Data to examine:
= = = = =

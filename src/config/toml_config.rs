use crate::catalog::Catalog;
use crate::core::engine::EstimationEngine;
use crate::core::overlay::ScopeOverlay;
use crate::domain::model::{PricingOverrides, ProposalRequest, ServiceSelection};
use crate::utils::error::{EstimatorError, Result};
use crate::utils::validation::{
    validate_allowed_values, validate_multiplier, validate_non_empty_string,
    validate_non_negative, validate_path, validate_unique, Validate,
};
use serde::{Deserialize, Serialize};
use std::collections::HashMap;
use std::path::Path;

pub const OUTPUT_FORMATS: &[&str] = &["json", "csv"];

#[derive(Debug, Clone, Serialize, Deserialize)]
pub struct TomlConfig {
    pub proposal: ProposalSection,
    pub tenant: Option<TenantConfig>,
    pub engine: Option<EngineConfig>,
    #[serde(default)]
    pub services: Vec<ServiceSelection>,
    #[serde(default)]
    pub scope_overlay: HashMap<String, Vec<String>>,
    pub output: Option<OutputConfig>,
}

#[derive(Debug, Clone, Serialize, Deserialize)]
pub struct ProposalSection {
    pub client_name: String,
    pub address: Option<String>,
}

#[derive(Debug, Clone, Serialize, Deserialize)]
pub struct TenantConfig {
    pub name: Option<String>,
    pub price_multiplier: Option<f64>,
    pub trade_multipliers: Option<HashMap<String, f64>>,
}

#[derive(Debug, Clone, Serialize, Deserialize)]
pub struct EngineConfig {
    pub enforce_area_allow_list: Option<bool>,
    pub catalog_path: Option<String>,
}

#[derive(Debug, Clone, Default, Serialize, Deserialize)]
pub struct OutputConfig {
    pub output_path: Option<String>,
    pub formats: Option<Vec<String>>,
    pub save_draft: Option<bool>,
    pub draft_path: Option<String>,
}

impl TomlConfig {
    /// 從 TOML 檔案載入配置
    pub fn from_file<P: AsRef<Path>>(path: P) -> Result<Self> {
        let content = std::fs::read_to_string(&path).map_err(EstimatorError::IoError)?;
        Self::from_toml_str(&content)
    }

    /// 從 TOML 字串解析配置
    pub fn from_toml_str(content: &str) -> Result<Self> {
        let processed_content = Self::substitute_env_vars(content)?;

        toml::from_str(&processed_content).map_err(|e| EstimatorError::ConfigValidationError {
            field: "toml_parsing".to_string(),
            message: format!("TOML parsing error: {}", e),
        })
    }

    /// 替換環境變數 (例如 ${CLIENT_ADDRESS})
    fn substitute_env_vars(content: &str) -> Result<String> {
        use regex::Regex;
        let re = Regex::new(r"\$\{([^}]+)\}").unwrap();

        let result = re.replace_all(content, |caps: &regex::Captures| {
            let var_name = &caps[1];
            std::env::var(var_name).unwrap_or_else(|_| format!("${{{}}}", var_name))
        });

        Ok(result.to_string())
    }

    /// 驗證配置的合理性
    pub fn validate_config(&self) -> Result<()> {
        validate_non_empty_string("proposal.client_name", &self.proposal.client_name)?;

        let overrides = self.overrides();
        validate_multiplier("tenant.price_multiplier", overrides.price_multiplier)?;
        for (trade_id, multiplier) in &overrides.trade_multipliers {
            validate_multiplier(&format!("tenant.trade_multipliers.{}", trade_id), *multiplier)?;
        }

        validate_unique("services.id", self.services.iter().map(|s| s.id.as_str()))?;
        for service in &self.services {
            validate_non_empty_string("services.id", &service.id)?;
            if let Some(footage) = service.footage {
                validate_non_negative(&format!("services.{}.footage", service.id), footage)?;
            }
        }

        if let Some(path) = self.engine.as_ref().and_then(|e| e.catalog_path.as_deref()) {
            validate_path("engine.catalog_path", path)?;
        }

        validate_path("output.output_path", self.output_path())?;
        validate_path("output.draft_path", self.draft_path())?;
        validate_allowed_values("output.formats", &self.formats(), OUTPUT_FORMATS)?;

        Ok(())
    }

    pub fn request(&self) -> ProposalRequest {
        ProposalRequest {
            client_name: self.proposal.client_name.clone(),
            address: self.proposal.address.clone(),
            services: self.services.clone(),
        }
    }

    /// 取得租戶乘數，未設定時為 1.0
    pub fn overrides(&self) -> PricingOverrides {
        let tenant = self.tenant.as_ref();
        PricingOverrides {
            price_multiplier: tenant.and_then(|t| t.price_multiplier).unwrap_or(1.0),
            trade_multipliers: tenant
                .and_then(|t| t.trade_multipliers.clone())
                .unwrap_or_default(),
        }
    }

    pub fn overlay(&self) -> ScopeOverlay {
        ScopeOverlay::from(self.scope_overlay.clone())
    }

    pub fn enforce_area_allow_list(&self) -> bool {
        self.engine
            .as_ref()
            .and_then(|e| e.enforce_area_allow_list)
            .unwrap_or(true)
    }

    /// 有設定 catalog_path 時載入自訂目錄，否則使用內建目錄
    pub fn catalog(&self) -> Result<Catalog> {
        match self.engine.as_ref().and_then(|e| e.catalog_path.as_deref()) {
            Some(path) => {
                tracing::info!("📚 Loading catalog from: {}", path);
                Catalog::from_file(path)
            }
            None => Ok(Catalog::builtin()),
        }
    }

    pub fn build_engine(&self) -> Result<EstimationEngine> {
        Ok(EstimationEngine::new(self.catalog()?)
            .with_area_allow_list(self.enforce_area_allow_list()))
    }

    pub fn output_path(&self) -> &str {
        self.output
            .as_ref()
            .and_then(|o| o.output_path.as_deref())
            .unwrap_or("./output")
    }

    pub fn draft_path(&self) -> &str {
        self.output
            .as_ref()
            .and_then(|o| o.draft_path.as_deref())
            .unwrap_or("./drafts")
    }

    pub fn formats(&self) -> Vec<String> {
        self.output
            .as_ref()
            .and_then(|o| o.formats.clone())
            .unwrap_or_else(|| vec!["json".to_string()])
    }

    pub fn save_draft(&self) -> bool {
        self.output
            .as_ref()
            .and_then(|o| o.save_draft)
            .unwrap_or(false)
    }
}

impl Validate for TomlConfig {
    fn validate(&self) -> Result<()> {
        self.validate_config()
    }
}

#[cfg(test)]
mod tests {
    use super::*;
    use crate::domain::model::{OptionValue, SizeTier};
    use std::io::Write;
    use tempfile::NamedTempFile;

    #[test]
    fn test_parse_basic_toml_config() {
        let toml_content = r#"
[proposal]
client_name = "Morgan Lee"
address = "77 Pine St, Portland, OR 97204"

[tenant]
name = "Northwest Painting Co"
price_multiplier = 1.1

[tenant.trade_multipliers]
painting = 1.05

[[services]]
id = "living"
trade = "painting"
job_type = "single-room"
size = "large"
area = "living_room"

[services.options]
ceiling = true
paint_grade = "premium"

[[services]]
id = "floor"
trade = "flooring"
job_type = "lvp-install"
size = 1
footage = 250.0

[output]
formats = ["json", "csv"]
"#;

        let config = TomlConfig::from_toml_str(toml_content).unwrap();
        assert!(config.validate().is_ok());

        assert_eq!(config.services.len(), 2);
        let living = &config.services[0];
        assert_eq!(living.trade_id.as_deref(), Some("painting"));
        assert_eq!(living.size, SizeTier::Large);
        assert_eq!(living.options.get("ceiling"), Some(&OptionValue::Flag(true)));
        assert_eq!(
            living.options.get("paint_grade"),
            Some(&OptionValue::Choice("premium".to_string()))
        );
        assert_eq!(config.services[1].size, SizeTier::Small);
        assert_eq!(config.services[1].footage, Some(250.0));

        let overrides = config.overrides();
        assert_eq!(overrides.price_multiplier, 1.1);
        assert_eq!(overrides.trade_multiplier("painting"), 1.05);
        assert_eq!(overrides.trade_multiplier("flooring"), 1.0);

        assert_eq!(config.formats(), vec!["json", "csv"]);
        assert_eq!(config.output_path(), "./output");
        assert!(!config.save_draft());
        assert!(config.enforce_area_allow_list());
    }

    #[test]
    fn test_defaults_without_optional_sections() {
        let config = TomlConfig::from_toml_str(
            r#"
[proposal]
client_name = "Sam"
"#,
        )
        .unwrap();

        assert!(config.validate().is_ok());
        assert!(config.services.is_empty());
        assert_eq!(config.overrides(), PricingOverrides::default());
        assert!(config.overlay().is_empty());
        assert_eq!(config.formats(), vec!["json"]);
    }

    #[test]
    fn test_env_var_substitution() {
        std::env::set_var("BID_ESTIMATOR_TEST_ADDRESS", "9 Bay Rd, Tampa, FL 33602");

        let toml_content = r#"
[proposal]
client_name = "Jordan"
address = "${BID_ESTIMATOR_TEST_ADDRESS}"
"#;

        let config = TomlConfig::from_toml_str(toml_content).unwrap();
        assert_eq!(
            config.proposal.address.as_deref(),
            Some("9 Bay Rd, Tampa, FL 33602")
        );

        std::env::remove_var("BID_ESTIMATOR_TEST_ADDRESS");
    }

    #[test]
    fn test_config_validation() {
        let negative_multiplier = r#"
[proposal]
client_name = "Jordan"

[tenant]
price_multiplier = -1.0
"#;
        let config = TomlConfig::from_toml_str(negative_multiplier).unwrap();
        assert!(config.validate().is_err());

        let duplicate_ids = r#"
[proposal]
client_name = "Jordan"

[[services]]
id = "a"
trade = "painting"
job_type = "single-room"

[[services]]
id = "a"
trade = "painting"
job_type = "exterior"
"#;
        let config = TomlConfig::from_toml_str(duplicate_ids).unwrap();
        assert!(config.validate().is_err());

        let bad_format = r#"
[proposal]
client_name = "Jordan"

[output]
formats = ["pdf"]
"#;
        let config = TomlConfig::from_toml_str(bad_format).unwrap();
        assert!(config.validate().is_err());
    }

    #[test]
    fn test_invalid_size_tier_is_a_parse_error() {
        let content = r#"
[proposal]
client_name = "Jordan"

[[services]]
id = "a"
trade = "painting"
job_type = "single-room"
size = 7
"#;
        let err = TomlConfig::from_toml_str(content).unwrap_err();
        assert!(matches!(err, EstimatorError::ConfigValidationError { .. }));
    }

    #[test]
    fn test_config_from_file() {
        let mut temp_file = NamedTempFile::new().unwrap();

        let toml_content = r#"
[proposal]
client_name = "File Client"

[scope_overlay]
svc = ["Rewritten scope"]
"#;

        temp_file.write_all(toml_content.as_bytes()).unwrap();

        let config = TomlConfig::from_file(temp_file.path()).unwrap();
        assert_eq!(config.proposal.client_name, "File Client");
        assert_eq!(config.overlay().get("svc").unwrap(), ["Rewritten scope"]);
    }

    #[test]
    fn test_catalog_follows_catalog_path() {
        let mut catalog_file = NamedTempFile::new().unwrap();
        catalog_file
            .write_all(
                br#"
[[trades]]
id = "gutters"
name = "Gutters"
materials_ratio = 0.4
labor_ratio = 0.6

[[trades.job_types]]
id = "cleaning"
name = "Gutter Cleaning"
base_price = { low = 150.0, high = 350.0 }
base_days = { low = 1, high = 1 }
"#,
            )
            .unwrap();
        let catalog_path = catalog_file.path().to_string_lossy().replace('\\', "/");

        let config = TomlConfig::from_toml_str(&format!(
            "[proposal]\nclient_name = \"Jordan\"\n\n[engine]\ncatalog_path = \"{}\"\n",
            catalog_path
        ))
        .unwrap();
        let catalog = config.catalog().unwrap();
        assert_eq!(catalog.trades().len(), 1);
        assert!(catalog.find_trade("gutters").is_some());
        assert!(catalog.find_trade("painting").is_none());

        let builtin = TomlConfig::from_toml_str("[proposal]\nclient_name = \"Jordan\"\n")
            .unwrap()
            .catalog()
            .unwrap();
        assert!(builtin.find_trade("painting").is_some());
    }
}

= = = = =

Exercise goal:
Whenever the word "builtin" appears in a line of the data above, that line counts. Say how many lines count, and nothing more.

Exercise output:
3